Missing from the board's statement was any reference to the allegations of serious misconduct that were still hanging over Hauth.
In June 2022, the OCPC had charged Hauth with discreditable conduct in relation to her role in a criminal investigation initiated in 2020 against Morriseau, and then lying to the board twice about the investigation.
A five-day disciplinary hearing was set to begin on Feb. 6.
Once she retired as a police officer, Hauth was no longer subject to disciplinary actions under the Ontario's Police Services Act, and the OCPC no longer had jurisdiction to pursue a hearing.
Hauth did not respond to a letter sent by CBC News requesting comment on her decision to expedite her retirement and avoid the misconduct hearing.

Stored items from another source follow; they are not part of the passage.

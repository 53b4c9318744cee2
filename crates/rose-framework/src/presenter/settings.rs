//! Per-chat and per-user settings.

use std::time::Duration;

use rose_core::{ChatId, InlineButton, InlineKeyboard, UserId};

use super::help::wrapped;
use crate::aggregate::{invoke, log_skipped};
use crate::capability::Capability;
use crate::error::NotFound;
use crate::registry::Registry;

/// A settings-menu button press.
#[derive(Debug, Clone, PartialEq, Eq)]
pub enum SettingsAction {
    /// Show one module's settings for a chat.
    Module { chat: ChatId, key: String },
    /// Back to the chat's module list.
    Back { chat: ChatId },
}

impl SettingsAction {
    pub const PREFIX: &'static str = "stngs_";

    pub fn parse(data: &str) -> Option<Self> {
        if let Some(inner) = wrapped(data, "stngs_module") {
            let (chat, key) = inner.split_once(',')?;
            return Some(Self::Module {
                chat: chat.parse().ok()?,
                key: key.to_string(),
            });
        }
        let chat = wrapped(data, "stngs_back")?;
        Some(Self::Back {
            chat: chat.parse().ok()?,
        })
    }

    pub fn to_callback_data(&self) -> String {
        match self {
            Self::Module { chat, key } => format!("stngs_module({chat},{key})"),
            Self::Back { chat } => format!("stngs_back({chat})"),
        }
    }
}

fn entry(name: &str, text: &str) -> Option<String> {
    (!text.trim().is_empty()).then(|| format!("*{name}*:\n{text}"))
}

/// Every chat-settings module's summary for `chat`, followed by every
/// user-settings module's summary for `user`, in registry order.
///
/// Modules returning an empty string (or failing) contribute nothing.
pub async fn render_settings_summary(
    chat: ChatId,
    user: UserId,
    registry: &Registry,
    timeout: Duration,
) -> String {
    let mut parts = Vec::new();
    for module in registry.chat_settings().modules() {
        let Some(settings) = module.chat_settings_fn() else {
            continue;
        };
        match invoke(module, Capability::ChatSettings, timeout, settings(chat, user)).await {
            Ok(text) => parts.extend(entry(module.name(), &text)),
            Err(err) => log_skipped(&err),
        }
    }
    parts.push(render_user_settings(user, registry, timeout).await);
    parts.retain(|p| !p.is_empty());
    parts.join("\n\n")
}

/// Every user-settings module's summary for `user`.
pub async fn render_user_settings(user: UserId, registry: &Registry, timeout: Duration) -> String {
    let mut parts = Vec::new();
    for module in registry.user_settings().modules() {
        let Some(settings) = module.user_settings_fn() else {
            continue;
        };
        match invoke(module, Capability::UserSettings, timeout, settings(user)).await {
            Ok(text) => parts.extend(entry(module.name(), &text)),
            Err(err) => log_skipped(&err),
        }
    }
    parts.join("\n\n")
}

/// Menu of chat-settings modules for `chat`, one button per module.
pub fn render_chat_settings_menu(
    chat: ChatId,
    chat_title: &str,
    registry: &Registry,
    columns: usize,
) -> (String, InlineKeyboard) {
    if registry.chat_settings().is_empty() {
        return (
            "There are no chat settings available :'(".to_string(),
            InlineKeyboard::new(),
        );
    }

    let buttons: Vec<InlineButton> = registry
        .chat_settings()
        .iter()
        .map(|(key, module)| {
            InlineButton::callback(
                module.name(),
                SettingsAction::Module {
                    chat,
                    key: key.to_string(),
                }
                .to_callback_data(),
            )
        })
        .collect();

    let mut keyboard = InlineKeyboard::new();
    for row in buttons.chunks(columns.max(1)) {
        keyboard.push_row(row.to_vec());
    }
    let text = format!("Hi there! There are quite a few settings for *{chat_title}* - go ahead and pick what you're interested in.");
    (text, keyboard)
}

/// One module's settings for `chat`, with a Back button to the menu.
pub async fn render_module_settings(
    chat: ChatId,
    user: UserId,
    key: &str,
    registry: &Registry,
    timeout: Duration,
) -> Result<(String, InlineKeyboard), NotFound> {
    let module = registry
        .chat_settings()
        .get(key)
        .ok_or_else(|| NotFound::new(key))?;
    let settings = module.chat_settings_fn().ok_or_else(|| NotFound::new(key))?;

    let body = match invoke(module, Capability::ChatSettings, timeout, settings(chat, user)).await {
        Ok(text) if !text.trim().is_empty() => text,
        Ok(_) => "Nothing configured yet.".to_string(),
        Err(err) => {
            log_skipped(&err);
            "These settings are unavailable right now.".to_string()
        }
    };

    let keyboard = InlineKeyboard::new().row(vec![InlineButton::callback(
        "Back",
        SettingsAction::Back { chat }.to_callback_data(),
    )]);
    Ok((format!("*{}* module settings:\n\n{body}", module.name()), keyboard))
}

#[cfg(test)]
mod tests {
    use super::*;
    use crate::module::{Module, ModuleCatalog, ModuleContext, ModuleDescriptor, ModuleEnv};
    use tower::BoxError;

    const TIMEOUT: Duration = Duration::from_secs(5);

    fn rules(_: &ModuleContext) -> Result<Module, BoxError> {
        Ok(Module::new("rules")
            .display_name("Rules")
            .on_chat_settings(|chat, _| async move { Ok(format!("Rules set for {chat}: true")) }))
    }

    fn locks(_: &ModuleContext) -> Result<Module, BoxError> {
        Ok(Module::new("locks").on_chat_settings(|_, _| async { Ok(String::new()) }))
    }

    fn warns(_: &ModuleContext) -> Result<Module, BoxError> {
        Ok(Module::new("warns")
            .display_name("Warnings")
            .on_chat_settings(|_, _| async { Ok("Limit: 3".to_string()) }))
    }

    fn privacy(_: &ModuleContext) -> Result<Module, BoxError> {
        Ok(Module::new("privacy")
            .display_name("Privacy")
            .on_user_settings(|user| async move { Ok(format!("Tracking {user}: off")) }))
    }

    fn registry() -> Registry {
        let catalog = ModuleCatalog::new([
            ModuleDescriptor::new("rules", rules),
            ModuleDescriptor::new("locks", locks),
            ModuleDescriptor::new("warns", warns),
            ModuleDescriptor::new("privacy", privacy),
        ]);
        Registry::load_all(
            &["rules", "locks", "warns", "privacy"],
            &catalog,
            &ModuleEnv::default(),
        )
    }

    #[test]
    fn test_action_roundtrip() {
        for action in [
            SettingsAction::Module {
                chat: ChatId(-100),
                key: "black out".into(),
            },
            SettingsAction::Back { chat: ChatId(-100) },
        ] {
            assert_eq!(SettingsAction::parse(&action.to_callback_data()), Some(action));
        }
        assert_eq!(SettingsAction::parse("stngs_back(abc)"), None);
        assert_eq!(SettingsAction::parse("help_back"), None);
    }

    #[tokio::test]
    async fn test_summary_skips_empty_entries() {
        let text = render_settings_summary(ChatId(-100), UserId(7), &registry(), TIMEOUT).await;
        assert_eq!(
            text,
            "*Rules*:\nRules set for -100: true\n\n*Warnings*:\nLimit: 3\n\n*Privacy*:\nTracking 7: off"
        );
    }

    #[tokio::test]
    async fn test_module_settings_and_stale_key() {
        let registry = registry();
        let (text, keyboard) =
            render_module_settings(ChatId(-100), UserId(7), "warnings", &registry, TIMEOUT)
                .await
                .unwrap();
        assert!(text.contains("Limit: 3"));
        assert_eq!(
            keyboard.find("Back").and_then(|b| b.callback_data()),
            Some("stngs_back(-100)")
        );

        let err = render_module_settings(ChatId(-100), UserId(7), "gone", &registry, TIMEOUT)
            .await
            .unwrap_err();
        assert_eq!(err, NotFound::new("gone"));
    }

    #[test]
    fn test_menu_lists_chat_settings_modules() {
        let (_, keyboard) = render_chat_settings_menu(ChatId(-100), "Group", &registry(), 2);
        let labels: Vec<_> = keyboard.buttons().map(|b| b.text.as_str()).collect();
        assert_eq!(labels, ["Rules", "locks", "Warnings"]);
    }
}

It's "not unusual" for police officers to resign or retire before facing a misconduct hearing, said Matt Torigian, a former deputy solicitor general and police chief in Waterloo. Torigian now works as a distinguished fellow with the University of Toronto's Munk School of Global Affairs and Public Policy.
There are a number of examples of officers in Thunder Bay and across Canada doing the same: retiring before facing misconduct hearings and potentially being subject to discipline that could range from loss of annual leave time. to demotion to dismissal, he said.
"By retiring or leaving a police service, the officer gives up that opportunity to present a full defence and potentially exonerate oneself from those allegations, so it hangs out there," Torigian said.
"But at the same time, the public gives up the opportunity to hear in more detail what those allegations are about."